She looked down the north side of the sharply sloped hill to where the thick forests of the Green Council had grown up like a wall, hedging the ancient realm in and all foreigners out. The hill they sat on ran for miles to the west, rising as it went, until turning into the foothills that lead to Gallagrin’s mountainous cliffs. To the east, the hill slowly dwindled in height before plunging into the Swamp of Tears that formed an all-but-impassable border between the Council’s lands and Inchesso’s northern provinces.

The dense undergrowth of the forest showed no signs of movement, but a preternatural shadow lingered under its canopy that could conceal almost anything and was definitely the product of some odd branch of sorcery.

While, they couldn’t see any movement from within the Council’s lands, Eorn felt like far more than a thousand pairs of eyes were trained on her.

“You’re probably right,” Teo said.

“That we should transform?” Eorn said.

“No, that a thousand soldiers is too low a total,” Teo said. “That was Queen Alari’s guess at the minimum force they would send, but on this scale a thousand soldiers amounts to a small raiding party.”

“I wish we could know how things were going on the other fronts,” Eorn said.

“It could be a good sign that we’re not seeing troops from the Council yet,” Teo said. “If Senkin is winning, or our forces have pushed in far enough…”

“Then communications wouldn’t be silent,” Eorn said, cutting Teo off.

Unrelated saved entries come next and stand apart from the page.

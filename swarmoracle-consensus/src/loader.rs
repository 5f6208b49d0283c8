//! Evidence loader: a single read-consistent store pass plus the
//! preconditions that gate a consensus run.

use tracing::debug;

use swarmoracle_storage::{ConsensusStore, QuestionId, QuestionStatus, Snapshot};

use crate::error::ConsensusError;

/// Load the full evidence graph for a question and verify it is scorable.
///
/// Preconditions: the question must be `Open` or `Debating`, and it must
/// carry at least `min_answers` answers. Both failures are `Validation`
/// errors and are never retried.
pub async fn load_snapshot(
    store: &dyn ConsensusStore,
    question_id: QuestionId,
) -> Result<Snapshot, ConsensusError> {
    let snapshot = store.load_evidence(question_id).await?;

    match snapshot.question.status {
        QuestionStatus::Open | QuestionStatus::Debating => {}
        status => {
            return Err(ConsensusError::QuestionNotScorable {
                question_id,
                status,
            })
        }
    }

    let have = snapshot.participant_count();
    let need = snapshot.question.min_answers;
    if have < need {
        return Err(ConsensusError::InsufficientEvidence { have, need });
    }

    debug!(
        question_id = %question_id,
        answers = have,
        rounds = snapshot.debate_rounds.len(),
        "evidence snapshot ready"
    );
    Ok(snapshot)
}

“Yes, I suppose that’s true. That doesn’t mean we need to assume the worst has happened though.”

“It’s not the worst possible outcome I’m worried about,” Eorn said. “It’s all the horrible things that are more likely than that but not quite as bad.”

“I know,” Teo said. “I feel the same. Ren should be safely ensconced in the diplomatic wing at the Royal Palace in Senkin. He should be far away from danger and able to flee the country long before any of the Council’s forces can menace the capital. I’ve been reminding myself of that every five minutes or so.”

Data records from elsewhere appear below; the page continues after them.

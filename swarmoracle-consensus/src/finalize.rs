//! Shared finalization: ranking, consensus strength, and the margin-based
//! confidence level.

use swarmoracle_storage::Snapshot;

use crate::error::ConsensusError;
use crate::types::{AlgorithmKind, AlgorithmResult, RankedAnswer};

/// Turn a raw weight vector into a ranked, measured outcome.
///
/// Ordering: weight descending, ties by earliest submission then answer id
/// (the snapshot's canonical order already encodes both, so a stable sort on
/// weight alone suffices). Ranks are a dense 1-based permutation over all
/// answers.
///
/// Fails with `NoValidAnswers` when no answer retained positive weight.
pub fn finalize(
    snapshot: &Snapshot,
    algorithm: AlgorithmKind,
    raw_weights: Vec<f64>,
    used_semantic_fallback: bool,
) -> Result<AlgorithmResult, ConsensusError> {
    debug_assert_eq!(raw_weights.len(), snapshot.answers.len());

    if !raw_weights.iter().any(|w| *w > 0.0) {
        return Err(ConsensusError::NoValidAnswers);
    }

    let mut order: Vec<usize> = (0..snapshot.answers.len()).collect();
    order.sort_by(|a, b| {
        raw_weights[*b]
            .partial_cmp(&raw_weights[*a])
            .unwrap_or(std::cmp::Ordering::Equal)
    });

    let ranked: Vec<RankedAnswer> = order
        .iter()
        .enumerate()
        .map(|(position, &idx)| {
            let view = &snapshot.answers[idx];
            RankedAnswer {
                answer_id: view.answer.id,
                agent_id: view.agent.id,
                final_weight: raw_weights[idx],
                rank: position as u32 + 1,
            }
        })
        .collect();

    let total: f64 = raw_weights.iter().sum();
    let top = ranked[0].final_weight;
    let second = ranked.get(1).map(|r| r.final_weight);

    let consensus_strength = if total > 0.0 { top / total } else { 0.0 };
    let confidence_level = match second {
        Some(second) if top > 0.0 => (top - second) / top,
        _ => 1.0,
    };
    let consensus_reached = consensus_strength >= snapshot.question.consensus_threshold;

    Ok(AlgorithmResult {
        question_id: snapshot.question.id,
        algorithm,
        winning_answer_id: consensus_reached.then(|| ranked[0].answer_id),
        consensus_strength,
        confidence_level,
        consensus_reached,
        participant_count: snapshot.answers.len(),
        ranked,
        used_semantic_fallback,
    })
}

#[cfg(test)]
mod tests {
    use super::*;
    use crate::testutil::SnapshotBuilder;

    fn snapshot(n: usize, threshold: f64) -> Snapshot {
        let mut builder = SnapshotBuilder::new().threshold(threshold);
        for _ in 0..n {
            builder.push_answer(10.0, 0.5, 0, 0.5);
        }
        builder.build()
    }

    #[test]
    fn ranks_are_a_dense_permutation_sorted_by_weight() {
        let snapshot = snapshot(4, 0.9);
        let result = finalize(
            &snapshot,
            AlgorithmKind::Hybrid,
            vec![0.2, 0.8, 0.5, 0.5],
            false,
        )
        .unwrap();

        let ranks: Vec<u32> = result.ranked.iter().map(|r| r.rank).collect();
        assert_eq!(ranks, vec![1, 2, 3, 4]);

        // Weakly decreasing weights along the rank order.
        for pair in result.ranked.windows(2) {
            assert!(pair[0].final_weight >= pair[1].final_weight);
        }

        // The 0.5 tie resolves by submission order: answer 2 before 3.
        assert_eq!(result.ranked[1].answer_id, snapshot.answers[2].answer.id);
        assert_eq!(result.ranked[2].answer_id, snapshot.answers[3].answer.id);
    }

    #[test]
    fn strength_and_confidence_follow_the_ratios() {
        let snapshot = snapshot(2, 0.5);
        let result = finalize(&snapshot, AlgorithmKind::Hybrid, vec![0.6, 0.2], false).unwrap();

        assert!((result.consensus_strength - 0.75).abs() < 1e-12);
        assert!((result.confidence_level - (0.4 / 0.6)).abs() < 1e-12);
        assert!(result.consensus_reached);
        assert_eq!(
            result.winning_answer_id,
            Some(snapshot.answers[0].answer.id)
        );
    }

    #[test]
    fn single_answer_is_fully_confident() {
        let snapshot = snapshot(1, 0.5);
        let result = finalize(&snapshot, AlgorithmKind::Hybrid, vec![0.3], false).unwrap();

        assert_eq!(result.consensus_strength, 1.0);
        assert_eq!(result.confidence_level, 1.0);
        assert!(result.consensus_reached);
    }

    #[test]
    fn below_threshold_leaves_no_winner() {
        let snapshot = snapshot(3, 0.9);
        let result =
            finalize(&snapshot, AlgorithmKind::Bft, vec![0.4, 0.3, 0.3], false).unwrap();

        assert!(!result.consensus_reached);
        assert_eq!(result.winning_answer_id, None);
    }

    #[test]
    fn all_zero_weights_is_a_logic_error() {
        let snapshot = snapshot(2, 0.5);
        let err =
            finalize(&snapshot, AlgorithmKind::Bft, vec![0.0, 0.0], false).unwrap_err();
        assert!(matches!(err, ConsensusError::NoValidAnswers));
    }
}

“He’s not the type to stay behind in safety though is he?” Eorn asked.

“No,” Teo said. “Sadly he is not.”

“Neither is Undine,” she said. “Maybe if we’re really luck they won’t be on the front line itself though?”

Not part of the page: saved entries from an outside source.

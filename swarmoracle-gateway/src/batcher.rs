//! Latest-wins update batching.
//!
//! Non-critical updates are coalesced per `(room, update type)` over a fixed
//! window. The first update for an idle pair opens a slot and arms its single
//! flush timer; later updates within the window upsert by entity key, so a
//! flushed `batch_update` never carries two items for the same entity.

use std::collections::HashMap;
use std::sync::Arc;
use std::time::Duration;

use dashmap::DashMap;
use tracing::debug;

use crate::connection::ConnectionManager;
use crate::protocol::{Room, ServerMessage, UpdateType};

/// Key identifying one batching window.
type SlotKey = (Room, UpdateType);

/// Coalesces updates and flushes them into rooms.
pub struct UpdateBatcher {
    window: Duration,
    manager: Arc<ConnectionManager>,
    slots: DashMap<SlotKey, HashMap<String, serde_json::Value>>,
}

impl UpdateBatcher {
    pub fn new(manager: Arc<ConnectionManager>, window: Duration) -> Arc<Self> {
        Arc::new(Self {
            window,
            manager,
            slots: DashMap::new(),
        })
    }

    /// Queue an update for batched delivery. `entity_key` scopes the
    /// latest-wins dedup (`id | answer_id | agent_id | "global"`).
    pub fn submit(
        self: &Arc<Self>,
        room: Room,
        update_type: UpdateType,
        entity_key: String,
        payload: serde_json::Value,
    ) {
        let key = (room, update_type);
        let mut armed = false;

        match self.slots.entry(key) {
            dashmap::mapref::entry::Entry::Occupied(mut slot) => {
                slot.get_mut().insert(entity_key, payload);
            }
            dashmap::mapref::entry::Entry::Vacant(slot) => {
                let mut pending = HashMap::new();
                pending.insert(entity_key, payload);
                slot.insert(pending);
                armed = true;
            }
        }

        // Exactly one timer per open slot; the flush removes the slot so the
        // next update re-arms.
        if armed {
            let batcher = Arc::clone(self);
            let window = self.window;
            tokio::spawn(async move {
                tokio::time::sleep(window).await;
                batcher.flush(key);
            });
        }
    }

    fn flush(&self, key: SlotKey) {
        let (room, update_type) = key;
        if let Some((_, pending)) = self.slots.remove(&key) {
            let items: Vec<serde_json::Value> = pending.into_values().collect();
            let count = items.len();
            let delivered = self.manager.send_to_room(
                &room,
                &ServerMessage::BatchUpdate {
                    room,
                    update_type,
                    items,
                },
            );
            debug!(room = %room, ?update_type, count, delivered, "flushed update batch");
        }
    }
}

“Knowing Ren, that’s likely,” Teo said. “But only because that idiot will volunteer for a scouting mission that’s even more dangerous than frontline combat.”

“Ah, yes,” Eorn sighed. “And Undine will be right there beside him.”

“Is there irony in our complaining about our loved one’s putting themselves in danger when we’re sitting here?” Teo asked.

“Probably,” Eorn said. “But they deserve it.”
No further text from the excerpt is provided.